DATA RECORDS:
◇ ◇ ◇

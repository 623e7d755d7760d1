//! Types for the provisioning crate.

use serde::{Deserialize, Serialize};

/// Configuration for the Kubernetes provisioner.
#[derive(Debug, Clone, Serialize, Deserialize)]
pub struct ProvisionerConfig {
    /// Kubernetes namespace for game server pods.
    pub namespace: String,
    /// Container image for the game server.
    pub image: String,
    /// Instance class label value; all pods of one fleet share it and the
    /// registry is rebuilt at startup from pods carrying it.
    pub instance_class: String,
    /// Container port the game server listens on.
    pub game_port: u16,
    /// CPU allocation in millicores.
    pub cpu_millicores: u32,
    /// Memory allocation in megabytes.
    pub memory_mb: u32,
}

impl Default for ProvisionerConfig {
    fn default() -> Self {
        Self {
            namespace: "game-servers".to_string(),
            image: "ghcr.io/gamefleet/game-server:latest".to_string(),
            instance_class: "default".to_string(),
            game_port: 7777,
            cpu_millicores: 1000,
            memory_mb: 1024,
        }
    }
}

impl ProvisionerConfig {
    /// Create a new provisioner config with the given namespace.
    #[must_use]
    pub fn with_namespace(namespace: impl Into<String>) -> Self {
        Self {
            namespace: namespace.into(),
            ..Default::default()
        }
    }

    /// Load configuration from environment variables.
    ///
    /// Supported environment variables:
    /// - `GAME_NAMESPACE`: Kubernetes namespace for game server pods
    /// - `GAME_SERVER_IMAGE`: Container image for the game server
    /// - `INSTANCE_CLASS`: Instance class label value for this fleet
    /// - `GAME_PORT`: Container port the game server listens on
    /// - `GAME_CPU_MILLICORES`: CPU allocation
    /// - `GAME_MEMORY_MB`: Memory allocation
    #[must_use]
    pub fn from_env() -> Self {
        let mut config = Self::default();

        if let Ok(val) = std::env::var("GAME_NAMESPACE") {
            config.namespace = val;
        }
        if let Ok(val) = std::env::var("GAME_SERVER_IMAGE") {
            config.image = val;
        }
        if let Ok(val) = std::env::var("INSTANCE_CLASS") {
            config.instance_class = val;
        }
        if let Ok(val) = std::env::var("GAME_PORT") {
            if let Ok(n) = val.parse() {
                config.game_port = n;
            }
        }
        if let Ok(val) = std::env::var("GAME_CPU_MILLICORES") {
            if let Ok(n) = val.parse() {
                config.cpu_millicores = n;
            }
        }
        if let Ok(val) = std::env::var("GAME_MEMORY_MB") {
            if let Ok(n) = val.parse() {
                config.memory_mb = n;
            }
        }

        config
    }
}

◇ ◇ ◇

Faithfully copy every entry, leaving nothing out.

repository 623e7d755d7760d1
//! Types for the provisioning crate.

use serde::{Deserialize, Serialize};

/// Configuration for the Kubernetes provisioner.
#[derive(Debug, Clone, Serialize, Deserialize)]
pub struct ProvisionerConfig {
    /// Kubernetes namespace for game server pods.
    pub namespace: String,
    /// Container image for the game server.
    pub image: String,
    /// Instance class label value; all pods of one fleet share it and the
    /// registry is rebuilt at startup from pods carrying it.
    pub instance_class: String,
    /// Container port the game server listens on.
    pub game_port: u16,
    /// CPU allocation in millicores.
    pub cpu_millicores: u32,
    /// Memory allocation in megabytes.
    pub memory_mb: u32,
}

impl Default for ProvisionerConfig {
    fn default() -> Self {
        Self {
            namespace: "game-servers".to_string(),
            image: "ghcr.io/gamefleet/game-server:latest".to_string(),
            instance_class: "default".to_string(),
            game_port: 7777,
            cpu_millicores: 1000,
            memory_mb: 1024,
        }
    }
}

impl ProvisionerConfig {
    /// Create a new provisioner config with the given namespace.
    #[must_use]
    pub fn with_namespace(namespace: impl Into<String>) -> Self {
        Self {
            namespace: namespace.into(),
            ..Default::default()
        }
    }

    /// Load configuration from environment variables.
    ///
    /// Supported environment variables:
    /// - `GAME_NAMESPACE`: Kubernetes namespace for game server pods
    /// - `GAME_SERVER_IMAGE`: Container image for the game server
    /// - `INSTANCE_CLASS`: Instance class label value for this fleet
    /// - `GAME_PORT`: Container port the game server listens on
    /// - `GAME_CPU_MILLICORES`: CPU allocation
    /// - `GAME_MEMORY_MB`: Memory allocation
    #[must_use]
    pub fn from_env() -> Self {
        let mut config = Self::default();

        if let Ok(val) = std::env::var("GAME_NAMESPACE") {
            config.namespace = val;
        }
        if let Ok(val) = std::env::var("GAME_SERVER_IMAGE") {
            config.image = val;
        }
        if let Ok(val) = std::env::var("INSTANCE_CLASS") {
            config.instance_class = val;
        }
        if let Ok(val) = std::env::var("GAME_PORT") {
            if let Ok(n) = val.parse() {
                config.game_port = n;
            }
        }
        if let Ok(val) = std::env::var("GAME_CPU_MILLICORES") {
            if let Ok(n) = val.parse() {
                config.cpu_millicores = n;
            }
        }
        if let Ok(val) = std::env::var("GAME_MEMORY_MB") {
            if let Ok(n) = val.parse() {
                config.memory_mb = n;
            }
        }

        config
    }
}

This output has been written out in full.